[INFORMATION SUPPLIED Boundary: Start]

//! Convolution UGens.

use crate::synthdef::ugen;

ugen! {
    /// Real-time convolution with a signal kernel.
    Convolution[ar] {
        source: required,
        kernel: required,
        framesize: 512,
    }
}

ugen! {
    /// Convolution with a buffer kernel, swapped on trigger.
    Convolution2[ar] {
        source: required,
        kernel: required,
        trigger: 0.0,
        framesize: 2048,
    }
}

ugen! {
    /// Like `Convolution2`, with a crossfade between kernels.
    Convolution2L[ar] {
        source: required,
        kernel: required,
        trigger: 0.0,
        framesize: 2048,
        crossfade: 1.0,
    }
}

ugen! {
    /// Time-domain convolution.
    Convolution3[ar] {
        source: required,
        kernel: required,
        trigger: 0.0,
        framesize: 2048,
    }
}
impl ReplyRouter {
    fn dispatch(&self, datagram: &[u8]) {
        match osc::decode_datagram(datagram) {
            Ok(packet) => self.dispatch_packet(packet),
            Err(error) => debug!("undecodable reply datagram: {}", error),
        }
    }

    fn dispatch_packet(&self, packet: OscPacket) {
        match packet {
            OscPacket::Message(message) => self.route(message),
            OscPacket::Bundle(bundle) => {
                for content in bundle.content {
                    self.dispatch_packet(content);
                }
            }
        }
    }

    fn route(&self, message: OscMessage) {
        let completed = self.waiters.lock().unwrap().remove(&message.addr);
        if let Some(waiters) = completed {
            for (_, sender) in waiters {
                let _ = sender.send(message.clone());
            }
        }
        let subscribers: Vec<SubscriberFn> = self
            .subscribers
            .lock()
            .unwrap()
            .get(&message.addr)
            .map(|entries| entries.iter().map(|(_, f)| f.clone()).collect())
            .unwrap_or_default();
        for subscriber in subscribers {
            // Subscriber panics are contained; the pump must survive them.
            let result = std::panic::catch_unwind(std::panic::AssertUnwindSafe(|| {
                subscriber(&message)
            }));
            if result.is_err() {
                warn!("subscriber for {} panicked", message.addr);
            }
        }
    }

    fn subscribe(&self, address: &str, subscriber: SubscriberFn) -> SubscriptionId {
        let id = self.next_id.fetch_add(1, Ordering::Relaxed);
        self.subscribers
            .lock()
            .unwrap()
            .entry(address.to_string())
            .or_default()
            .push((id, subscriber));
        SubscriptionId(id)
    }

    fn unsubscribe(&self, address: &str, id: SubscriptionId) {
        if let Some(entries) = self.subscribers.lock().unwrap().get_mut(address) {
            entries.retain(|(existing, _)| *existing != id.0);
        }
    }

    fn register_waiter(&self, address: &str) -> (u64, mpsc::Receiver<OscMessage>) {
        let id = self.next_id.fetch_add(1, Ordering::Relaxed);
        let (sender, receiver) = mpsc::channel();
        self.waiters
            .lock()
            .unwrap()
            .entry(address.to_string())
            .or_default()
            .push((id, sender));
        (id, receiver)
    }

    fn cancel_waiter(&self, address: &str, id: u64) {
        if let Some(entries) = self.waiters.lock().unwrap().get_mut(address) {
            entries.retain(|(existing, _)| *existing != id);
        }
    }
}

/// Factory creating the engine world at boot time.
pub type WorldFactory =
    Box<dyn Fn(&Options) -> Result<Box<dyn World>, EngineError> + Send + Sync>;

/// Parsed `/status.reply` contents.
#[derive(Debug, Clone, PartialEq)]
pub struct StatusReply {
    pub ugen_count: i32,
    pub synth_count: i32,
    pub group_count: i32,
    pub synthdef_count: i32,
    pub average_cpu_usage: f32,
    pub peak_cpu_usage: f32,
    pub target_sample_rate: f64,
    pub actual_sample_rate: f64,
}

impl StatusReply {
    fn parse(message: &OscMessage) -> Option<StatusReply> {
        use rosc::OscType;
        let int = |index: usize| match message.args.get(index)? {
            OscType::Int(value) => Some(*value),
            _ => None,
        };
        let float = |index: usize| match message.args.get(index)? {
            OscType::Float(value) => Some(*value),
            _ => None,
        };
        let double = |index: usize| match message.args.get(index)? {
            OscType::Double(value) => Some(*value),
            OscType::Float(value) => Some(*value as f64),
            _ => None,
        };
        Some(StatusReply {
            ugen_count: int(1)?,
            synth_count: int(2)?,
            group_count: int(3)?,
            synthdef_count: int(4)?,
            average_cpu_usage: float(5)?,
            peak_cpu_usage: float(6)?,
            target_sample_rate: double(7)?,
            actual_sample_rate: double(8)?,
        })
    }
}

/// A session owning one engine world.
///
/// Lifecycle: `Offline -> Booting -> Online -> Quitting -> Offline`.
/// Node ids are allocated monotonically from 1000 and never reused within
/// a session; buffer ids monotonically from 0.
pub struct Server {
    options: Options,
    status: Mutex<BootStatus>,
    world: Mutex<Option<Box<dyn World>>>,
    next_node_id: AtomicI32,
    next_buffer_id: AtomicI32,
    next_sync_id: AtomicI32,
    allocated_buffers: Mutex<HashSet<i32>>,
    router: Arc<ReplyRouter>,
    synthdefs: Mutex<HashSet<String>>,
    factory: WorldFactory,
}

impl fmt::Debug for Server {
    fn fmt(&self, f: &mut fmt::Formatter<'_>) -> fmt::Result {
        f.debug_struct("Server")
            .field("status", &*self.status.lock().unwrap())
            .finish_non_exhaustive()
    }
}
//! Wire-protocol command constructors.
//!
//! Builds the OSC command messages the server understands, with the
//! argument orders scsynth expects. Byte-level encoding and decoding is
//! `rosc`'s job; helpers here just wrap it for datagram transport.

use rosc::{decoder, encoder, OscMessage, OscPacket, OscType};

use crate::enums::AddAction;

/// Reply addresses the server is known to send.
pub mod replies {
    pub const DONE: &str = "/done";
    pub const FAIL: &str = "/fail";
    pub const STATUS_REPLY: &str = "/status.reply";
    pub const NODE_GO: &str = "/n_go";
    pub const NODE_END: &str = "/n_end";
    pub const NODE_OFF: &str = "/n_off";
    pub const NODE_ON: &str = "/n_on";
    pub const NODE_INFO: &str = "/n_info";
    pub const BUFFER_INFO: &str = "/b_info";
    pub const TRIGGER: &str = "/tr";
    pub const SYNCED: &str = "/synced";
}

fn message(addr: &str, args: Vec<OscType>) -> OscMessage {
    OscMessage {
        addr: addr.to_string(),
        args,
    }
}

/// Encode a message into a datagram.
pub fn encode_message(message: &OscMessage) -> Result<Vec<u8>, rosc::OscError> {
    encoder::encode(&OscPacket::Message(message.clone()))
}

/// Wrap messages in a bundle tagged for immediate execution.
pub fn bundle_immediately(messages: Vec<OscMessage>) -> rosc::OscBundle {
    rosc::OscBundle {
        timetag: rosc::OscTime {
            seconds: 0,
            fractional: 1,
        },
        content: messages.into_iter().map(OscPacket::Message).collect(),
    }
}

/// Encode a bundle into a datagram.
pub fn encode_bundle(bundle: &rosc::OscBundle) -> Result<Vec<u8>, rosc::OscError> {
    encoder::encode(&OscPacket::Bundle(bundle.clone()))
}

/// Decode a datagram into a packet (message or bundle).
pub fn decode_datagram(data: &[u8]) -> Result<OscPacket, rosc::OscError> {
    decoder::decode_udp(data).map(|(_, packet)| packet)
}

/// Append a completion message to an asynchronous command. The server
/// executes the completion message once the command finishes.
pub fn with_completion(
    mut message: OscMessage,
    completion: &OscMessage,
) -> Result<OscMessage, rosc::OscError> {
    let datagram = encode_message(completion)?;
    message.args.push(OscType::Blob(datagram));
    Ok(message)
}

fn push_controls(args: &mut Vec<OscType>, controls: &[(&str, f32)]) {
    for (name, value) in controls {
        args.push(OscType::String(name.to_string()));
        args.push(OscType::Float(*value));
    }
}

/// `/d_recv` — install the SynthDefs in an SCgf blob.
pub fn d_recv(data: Vec<u8>) -> OscMessage {
    message("/d_recv", vec![OscType::Blob(data)])
}

/// `/s_new` — create a synth.
pub fn s_new(
    name: &str,
    node_id: i32,
    add_action: AddAction,
    target_id: i32,
    controls: &[(&str, f32)],
) -> OscMessage {
    let mut args = vec![
        OscType::String(name.to_string()),
        OscType::Int(node_id),
        OscType::Int(add_action as i32),
        OscType::Int(target_id),
    ];
    push_controls(&mut args, controls);
    message("/s_new", args)
}

/// `/g_new` — create a group.
pub fn g_new(node_id: i32, add_action: AddAction, target_id: i32) -> OscMessage {
    message(
        "/g_new",
        vec![
            OscType::Int(node_id),
            OscType::Int(add_action as i32),
            OscType::Int(target_id),
        ],
    )
}

/// `/n_free` — free a node.
pub fn n_free(node_id: i32) -> OscMessage {
    message("/n_free", vec![OscType::Int(node_id)])
}

/// `/n_set` — set controls on a node.
pub fn n_set(node_id: i32, controls: &[(&str, f32)]) -> OscMessage {
    let mut args = vec![OscType::Int(node_id)];
    push_controls(&mut args, controls);
    message("/n_set", args)
}

/// `/b_alloc` — allocate a buffer.
pub fn b_alloc(buffer_id: i32, frame_count: i32, channel_count: i32) -> OscMessage {
    message(
        "/b_alloc",
        vec![
            OscType::Int(buffer_id),
            OscType::Int(frame_count),
            OscType::Int(channel_count),
        ],
    )
}

/// `/b_allocRead` — allocate a buffer and read a sound file into it.
/// A `frame_count` of zero reads the whole file.
pub fn b_alloc_read(
    buffer_id: i32,
    path: &str,
    starting_frame: i32,
    frame_count: i32,
) -> OscMessage {
    message(
        "/b_allocRead",
        vec![
            OscType::Int(buffer_id),
            OscType::String(path.to_string()),
            OscType::Int(starting_frame),
            OscType::Int(frame_count),
        ],
    )
}

/// `/b_read` — read a sound file into an existing buffer.
#[allow(clippy::too_many_arguments)]
pub fn b_read(
    buffer_id: i32,
    path: &str,
    file_starting_frame: i32,
    frame_count: i32,
    buffer_starting_frame: i32,
    leave_open: bool,
) -> OscMessage {
    message(
        "/b_read",
        vec![
            OscType::Int(buffer_id),
            OscType::String(path.to_string()),
            OscType::Int(file_starting_frame),
            OscType::Int(frame_count),
            OscType::Int(buffer_starting_frame),
            OscType::Int(leave_open as i32),
        ],
    )
}

/// `/b_write` — write buffer contents to a sound file.
#[allow(clippy::too_many_arguments)]
pub fn b_write(
    buffer_id: i32,
    path: &str,
    header_format: &str,
    sample_format: &str,
    frame_count: i32,
    starting_frame: i32,
    leave_open: bool,
) -> OscMessage {
    message(
        "/b_write",
        vec![
            OscType::Int(buffer_id),
            OscType::String(path.to_string()),
            OscType::String(header_format.to_string()),
            OscType::String(sample_format.to_string()),
            OscType::Int(frame_count),
            OscType::Int(starting_frame),
            OscType::Int(leave_open as i32),
        ],
    )
}

/// `/b_zero` — zero a buffer's contents.
pub fn b_zero(buffer_id: i32) -> OscMessage {
    message("/b_zero", vec![OscType::Int(buffer_id)])
}

/// `/b_close` — close a buffer's open sound file.
pub fn b_close(buffer_id: i32) -> OscMessage {
    message("/b_close", vec![OscType::Int(buffer_id)])
}

/// `/b_free` — free a buffer.
pub fn b_free(buffer_id: i32) -> OscMessage {
    message("/b_free", vec![OscType::Int(buffer_id)])
}

/// `/notify` — register or deregister for server notifications.
pub fn notify(enabled: bool) -> OscMessage {
    message("/notify", vec![OscType::Int(enabled as i32)])
}

/// `/status` — request a `/status.reply`.
pub fn status() -> OscMessage {
    message("/status", Vec::new())
}

/// `/quit` — ask the server to shut down.
pub fn quit() -> OscMessage {
    message("/quit", Vec::new())
}

/// `/sync` — request a `/synced` reply carrying the same id once all
/// preceding asynchronous commands have completed.
pub fn sync(sync_id: i32) -> OscMessage {
    message("/sync", vec![OscType::Int(sync_id)])
}

#[cfg(test)]
mod tests {
    use super::*;

    fn round_trip(message: OscMessage) -> OscMessage {
        let datagram = encode_message(&message).unwrap();
        match decode_datagram(&datagram).unwrap() {
            OscPacket::Message(decoded) => decoded,
            OscPacket::Bundle(_) => panic!("expected message"),
        }
    }

    #[test]
    fn s_new_argument_order() {
        let decoded = round_trip(s_new(
            "sine",
            1000,
            AddAction::ToHead,
            1,
            &[("frequency", 440.0)],
        ));
        assert_eq!(decoded.addr, "/s_new");
        assert_eq!(decoded.args[0], OscType::String("sine".into()));
        assert_eq!(decoded.args[1], OscType::Int(1000));
        assert_eq!(decoded.args[2], OscType::Int(0));
        assert_eq!(decoded.args[3], OscType::Int(1));
        assert_eq!(decoded.args[4], OscType::String("frequency".into()));
        assert_eq!(decoded.args[5], OscType::Float(440.0));
    }

    #[test]
    fn g_new_argument_order() {
        let decoded = round_trip(g_new(1001, AddAction::ToTail, 0));
        assert_eq!(decoded.addr, "/g_new");
        assert_eq!(
            decoded.args,
            vec![OscType::Int(1001), OscType::Int(1), OscType::Int(0)]
        );
    }

    #[test]
    fn n_set_flattens_control_pairs() {
        let decoded = round_trip(n_set(1000, &[("frequency", 880.0), ("amplitude", 0.5)]));
        assert_eq!(decoded.args.len(), 5);
        assert_eq!(decoded.args[1], OscType::String("frequency".into()));
        assert_eq!(decoded.args[3], OscType::String("amplitude".into()));
    }

    #[test]
    fn buffer_commands_round_trip() {
        let decoded = round_trip(b_read(3, "kick.wav", 0, -1, 0, true));
        assert_eq!(decoded.addr, "/b_read");
        assert_eq!(decoded.args[5], OscType::Int(1));
        let decoded = round_trip(b_write(3, "out.aiff", "aiff", "int24", -1, 0, false));
        assert_eq!(decoded.addr, "/b_write");
        assert_eq!(decoded.args[2], OscType::String("aiff".into()));
        assert_eq!(decoded.args[6], OscType::Int(0));
    }

    #[test]
    fn d_recv_carries_a_blob() {
        let decoded = round_trip(d_recv(vec![0x53, 0x43, 0x67, 0x66]));
        assert_eq!(decoded.addr, "/d_recv");
        assert_eq!(
            decoded.args[0],
            OscType::Blob(vec![0x53, 0x43, 0x67, 0x66])
        );
    }

    #[test]
    fn completion_messages_nest_as_blobs() {
        let with = with_completion(b_alloc(0, 44100, 2), &s_new("sine", 1000, AddAction::ToHead, 1, &[]))
            .unwrap();
        let decoded = round_trip(with);
        assert_eq!(decoded.args.len(), 4);
        let completion = match &decoded.args[3] {
            OscType::Blob(blob) => decode_datagram(blob).unwrap(),
            other => panic!("expected blob, got {:?}", other),
        };
        match completion {
            OscPacket::Message(inner) => assert_eq!(inner.addr, "/s_new"),
            OscPacket::Bundle(_) => panic!("expected message"),
        }
    }

    #[test]
    fn notify_flag_encoding() {
        assert_eq!(notify(true).args, vec![OscType::Int(1)]);
        assert_eq!(notify(false).args, vec![OscType::Int(0)]);
    }

    #[test]
    fn immediate_bundles_round_trip() {
        let bundle = bundle_immediately(vec![n_free(1000), n_free(1001)]);
        let datagram = encode_bundle(&bundle).unwrap();
        match decode_datagram(&datagram).unwrap() {
            OscPacket::Bundle(decoded) => {
                assert_eq!(decoded.timetag.seconds, 0);
                assert_eq!(decoded.timetag.fractional, 1);
                assert_eq!(decoded.content.len(), 2);
            }
            OscPacket::Message(_) => panic!("expected bundle"),
        }
    }
}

[INFORMATION SUPPLIED Boundary: End]

Wherever the string "sender" occurs in the listing, return the line it sits on.

            for (_, sender) in waiters {
                let _ = sender.send(message.clone());
        let (sender, receiver) = mpsc::channel();
            .push((id, sender));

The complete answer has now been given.